The 192-layer, QLC 3D NAND technology (rather than 144-layer) that powers it was only revealed last year at Flash Memory Summit and is therefore a solid proof of Solidigm’s appetite to shorten the time-to-market between the launch of its cutting edge NAND components and the launch of halo products based on them.
We know that SK Hynix has a 238-layer NAND (approx. 24% more) in the wings and a 300-layer just behind (approx. 26% jump) with products based on the former expected next year and on the latter in 2025. A move from QLC (quad-level cell) to PLC (penta-level cell) is also expected to give a 25% boost in capacity.
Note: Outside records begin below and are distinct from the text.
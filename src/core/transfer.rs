//! 单个对象的同步：比较指纹，必要时流式复制

use crate::core::comparator::{compare, ObjectRelation};
use crate::core::report::{FailureKind, SyncOutcome};
use crate::storage::{ObjectDescriptor, ObjectStore};
use anyhow::{Context, Result};
use tracing::{debug, info, warn};

/// 同步一个对象，所有错误都转换为 `Failed`，不会向上传播
pub async fn sync_object(
    source: &dyn ObjectStore,
    dest: &dyn ObjectStore,
    container: &str,
    object: &ObjectDescriptor,
) -> SyncOutcome {
    let name = object.name.as_str();

    let dest_meta = match dest.get_object_metadata(container, name).await {
        Ok(meta) => meta,
        Err(e) => {
            warn!("获取目标元数据失败: {}/{} - {:#}", container, name, e);
            return SyncOutcome::failed(FailureKind::ObjectMetadata, &e);
        }
    };

    match compare(&object.fingerprint, dest_meta.as_ref().map(|m| &m.fingerprint)) {
        ObjectRelation::Unchanged => {
            debug!("跳过未变化对象: {}/{}", container, name);
            return SyncOutcome::SkippedUnchanged;
        }
        ObjectRelation::Missing => debug!("目标不存在: {}/{}", container, name),
        ObjectRelation::Changed => debug!(
            "指纹不同: {}/{} ({} -> {})",
            container,
            name,
            dest_meta.as_ref().map(|m| m.fingerprint.as_str()).unwrap_or_default(),
            object.fingerprint
        ),
    }

    match copy_object(source, dest, container, name).await {
        Ok(bytes) => {
            info!("已复制: {}/{} ({} 字节)", container, name, bytes);
            SyncOutcome::Copied { bytes }
        }
        Err(e) => {
            warn!("复制失败: {}/{} - {:#}", container, name, e);
            SyncOutcome::failed(FailureKind::ObjectCopy, &e)
        }
    }
}

/// 从源流式复制到目标（覆盖写入）
///
/// 读取流在写入结束后（无论成功与否）随 `write_from_stream` 一起释放。
pub async fn copy_object(
    source: &dyn ObjectStore,
    dest: &dyn ObjectStore,
    container: &str,
    object: &str,
) -> Result<u64> {
    let stream = source
        .open_read(container, object)
        .await
        .with_context(|| format!("打开 {} 读取流失败", source.name()))?;

    dest.write_from_stream(container, object, stream)
        .await
        .with_context(|| format!("写入 {} 失败", dest.name()))
}

#[cfg(test)]
mod tests {
    use super::*;
    use crate::storage::MemoryStore;

    fn descriptor(store: &MemoryStore, container: &str, object: &str) -> ObjectDescriptor {
        ObjectDescriptor {
            name: object.to_string(),
            fingerprint: store.fingerprint(container, object).unwrap(),
            size: None,
        }
    }

    #[tokio::test]
    async fn test_missing_object_is_copied() {
        let src = MemoryStore::new("src");
        let dst = MemoryStore::new("dst");
        src.put_object("a", "x.txt", "hello world");
        dst.create_container("a");

        let outcome = sync_object(&src, &dst, "a", &descriptor(&src, "a", "x.txt")).await;

        assert_eq!(outcome, SyncOutcome::Copied { bytes: 11 });
        assert_eq!(dst.object_data("a", "x.txt").unwrap(), "hello world");
        assert_eq!(src.open_stream_count(), 0);
    }

    #[tokio::test]
    async fn test_unchanged_object_is_not_read() {
        let src = MemoryStore::new("src");
        let dst = MemoryStore::new("dst");
        src.put_object("a", "x.txt", "same");
        dst.put_object("a", "x.txt", "same");

        let outcome = sync_object(&src, &dst, "a", &descriptor(&src, "a", "x.txt")).await;

        assert_eq!(outcome, SyncOutcome::SkippedUnchanged);
        assert_eq!(src.read_count(), 0);
        assert_eq!(dst.write_count(), 0);
    }

    #[tokio::test]
    async fn test_metadata_error_is_isolated() {
        let src = MemoryStore::new("src");
        let dst = MemoryStore::new("dst");
        src.put_object("a", "x.txt", "data");
        dst.create_container("a");
        dst.fail_metadata("a", "x.txt");

        let outcome = sync_object(&src, &dst, "a", &descriptor(&src, "a", "x.txt")).await;

        assert!(matches!(
            outcome,
            SyncOutcome::Failed { kind: FailureKind::ObjectMetadata, .. }
        ));
        assert_eq!(src.read_count(), 0);
    }

    #[tokio::test]
    async fn test_read_failure_releases_stream() {
        let src = MemoryStore::new("src");
        let dst = MemoryStore::new("dst");
        src.put_object("a", "x.txt", "0123456789");
        dst.create_container("a");
        src.fail_read("a", "x.txt");

        let outcome = sync_object(&src, &dst, "a", &descriptor(&src, "a", "x.txt")).await;

        assert!(matches!(
            outcome,
            SyncOutcome::Failed { kind: FailureKind::ObjectCopy, .. }
        ));
        assert_eq!(src.open_stream_count(), 0);
        assert!(dst.object_data("a", "x.txt").is_none());
    }
}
Expect big announcements next week at FMS 2023.
The rise of super SSDs
High capacity SSDs are gradually becoming mainstream; Nimbus Data’s Exadrive SSD reaches capacities of up to 100TB but costs about $40,000, a 7x increase in price compared Solidigm’s D5-P5336.
Kioxia, Seagate, Samsung, Micron and Solidigm alongside a host of smaller players (Nimbus Data, Dapustor Union Memory, Teamgroup, ScaleFlux and Memblaze) are vying for the enterprise market as consumer demand for storage components is petering.
While hard disk drives are still affordable, they consume more electricity (and dissipate more heat), are more likely to break down (because of mechanical parts), are generally heavier, are far slower and have only slowly grown in capacity. 30TB hard disk drives are expected to come later in 2023 but for now 26TB is the absolute maximum available capacity on the market.
The only two things that make hard drives still attractive to hyperscalers like Microsoft, Google, Facebook are price (as low as $17 per TB, three times lower than the P5336) and the huge installed based of existing hard drives which makes it easier to just replace HDD rather than rip-and-replace or upgrade.
While some services like cloud storage or cloud backup will happily use hard drives, others like web hosting will gladly get rid of the bottleneck that spinning disks are.
With Kioxia, Samsung and Micron already ramping up production of NAND technology that uses 230 layers or more (50% extra capacity and more), it’s only a matter of time before SSDs reach parity, on a per TB basis, with hard disk drives.